This highly popular and widely grown vegetable (Pisum sativum), though cultivated in enormous quantities by farmers, who use it as a catch crop on whole summer fallows, and cast the produce on to the market, all the family together, in bags, need not be neglected by the market gardener; because in all large centres of population there is a demand for Peas gathered with discrimination and sent up in baskets.

But the market gardener who goes in for Peas should make up his mind to maintain a regular supply of properly grown, well-picked, not over-matured pods. Once customers learn that he can be relied upon for this, he will find no trouble in disposing of his produce at fair prices, and need not be disturbed by the fluctuations of the bag trade. To do this the varieties to be sown must be selected with judgment each winter, ready for the coming season. Regular weekly sowings should be made of just such a quantity as the grower's scope of land will allow and his organization handle.

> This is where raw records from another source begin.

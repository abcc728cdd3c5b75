use tracing::trace;

use super::assemble::assemble_result;
use super::edge_source::EdgeSourceBuilder;
use super::labeller::OverlayLabeller;
use super::line_builder::LineBuilder;
use super::point_builder::intersection_points;
use super::points::overlay_points;
use super::polygon_builder::PolygonBuilder;
use super::robust::Strategy;
use super::select::{result_dimension, OverlayOp};
use crate::error::Result;
use crate::geometry::{Dimension, Envelope, Geometry};
use crate::math::precision::PrecisionModel;
use crate::noding::{validate_noding, IntersectionNoder, Noder, SnapRoundingNoder, SnappingNoder};
use crate::topology::{EdgeMerger, OverlayGraph};

/// Fraction of the clip box's smaller side added around it.
const SAFE_ENV_BUFFER_FACTOR: f64 = 0.1;

/// Grid cells added around the clip box under fixed precision.
const SAFE_ENV_GRID_FACTOR: f64 = 3.0;

/// Runs one overlay attempt under `strategy`.
///
/// The pipeline is: read and clip the input boundaries, node them, merge
/// coincident segments into edges, build and label the graph, then
/// extract polygons, lines and (for intersections) isolated points.
/// The graph lives only for the duration of the call.
///
/// # Errors
///
/// Returns a topology error if the noding or labelling is inconsistent,
/// or a geometry error for degenerate input.
pub fn run(a: &Geometry, b: &Geometry, op: OverlayOp, strategy: Strategy, clip: bool) -> Result<Geometry> {
    let precision = strategy.precision();
    if a.dimension() == Dimension::Point || b.dimension() == Dimension::Point {
        return Ok(overlay_points(a, b, op, precision));
    }

    let clip_env = if clip { clip_envelope(a, b, op, precision) } else { None };
    let mut source = EdgeSourceBuilder::new(clip_env);
    source.add(a, 0)?;
    source.add(b, 1)?;
    let strings = source.into_strings();
    let segments: usize = strings.iter().map(|s| s.num_segments()).sum();

    let noder: Box<dyn Noder> = match strategy {
        Strategy::Direct => Box::new(IntersectionNoder::new()),
        Strategy::Snapped { tolerance } => Box::new(SnappingNoder::new(tolerance)),
        Strategy::ReducedPrecision { .. } => Box::new(SnapRoundingNoder::new(precision)),
    };
    let noded = noder.node(strings)?;
    if strategy.validates_noding() {
        validate_noding(&noded)?;
    }

    let mut merger = EdgeMerger::new();
    merger.add_strings(&noded)?;
    trace!(%strategy, segments, edges = merger.len(), "inputs noded");
    let mut graph = OverlayGraph::build(merger.into_edges())?;
    trace!(half_edges = graph.half_edge_count(), nodes = graph.nodes().len(), "graph built");

    let mut labeller = OverlayLabeller::new(&mut graph, a, b);
    labeller.compute_labelling()?;
    labeller.mark_result_area(op)?;

    let polygons = PolygonBuilder::new(&graph).build()?;
    let lines = LineBuilder::new(&mut graph, op, [a.dimension(), b.dimension()]).build()?;
    let points = if op == OverlayOp::Intersection {
        intersection_points(&graph)?
    } else {
        Vec::new()
    };

    Ok(assemble_result(
        polygons,
        lines,
        points,
        result_dimension(op, a.dimension(), b.dimension()),
    ))
}

/// Box outside of which input edges cannot affect the result, or `None`
/// if the operation needs all of both inputs.
fn clip_envelope(a: &Geometry, b: &Geometry, op: OverlayOp, precision: PrecisionModel) -> Option<Envelope> {
    let env = match op {
        OverlayOp::Intersection => a.envelope().intersection(&b.envelope()),
        OverlayOp::Difference => a.envelope(),
        OverlayOp::Union | OverlayOp::SymDifference => return None,
    };
    if env.is_empty() {
        return None;
    }
    let margin = if precision.is_floating() {
        let min_side = env.width().min(env.height());
        let side = if min_side > 0.0 {
            min_side
        } else {
            env.width().max(env.height())
        };
        SAFE_ENV_BUFFER_FACTOR * side
    } else {
        SAFE_ENV_GRID_FACTOR * precision.grid_size()
    };
    // A degenerate box would clip away areas that only touch it.
    (margin > 0.0).then(|| env.expanded_by(margin))
}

In the picking season he will require careful and constant oversight over the pickers. The sorts of Peas change so much every season, and new sorts become obsolete faster than ironclads, that it is almost useless to name sorts to sow. The following, however, may be regarded as good varieties for market-garden culture: Eclipse, The Pilot, and Thomas Laxton, for first earlies; Gradus, Telegraph, Duke of Albany, William Hurst, Dr. Maclean, Duke of York, Stratagem, etc, for main crops.

The worst thing that can be said against the Pea as a crop, from the market gardener's point of view, is that it is so difficult to keep the rows clear of weeds that frequently it leaves a legacy of seed to be contended with next year, the one year's seeding involving the trouble and expense of several years' weeding.

About 1000 pecks of Peas in pod, weighing about 6000 lb., and from 5000 to 6000 lb. of straw can be obtained from an acre of ground.

[W. G. L].

It is estimated that over 2000 ac. of Peas are annually grown in South Worcestershire; and practically the whole of these are early Peas, generally "Eclipse", supplemented by "William Hurst", "Daisy", and "Senator". "Eclipse" is the variety relied upon for the earliest. These are usually sown in January on warm and sheltered borders facing south, the succes-sional crop being sown practically at the same time on other borders and breadths between the lines of plum trees. The earliest on the borders are usually sown about 18 in. between the rows; the others in larger plots at about 24 in. Sticks are very seldom used. Mid-season varieties are very little grown; and late varieties are entirely omitted commercially. Peas are usually sown where Radishes, Marrows, or Cucumbers have been grown the previous season. [J. U].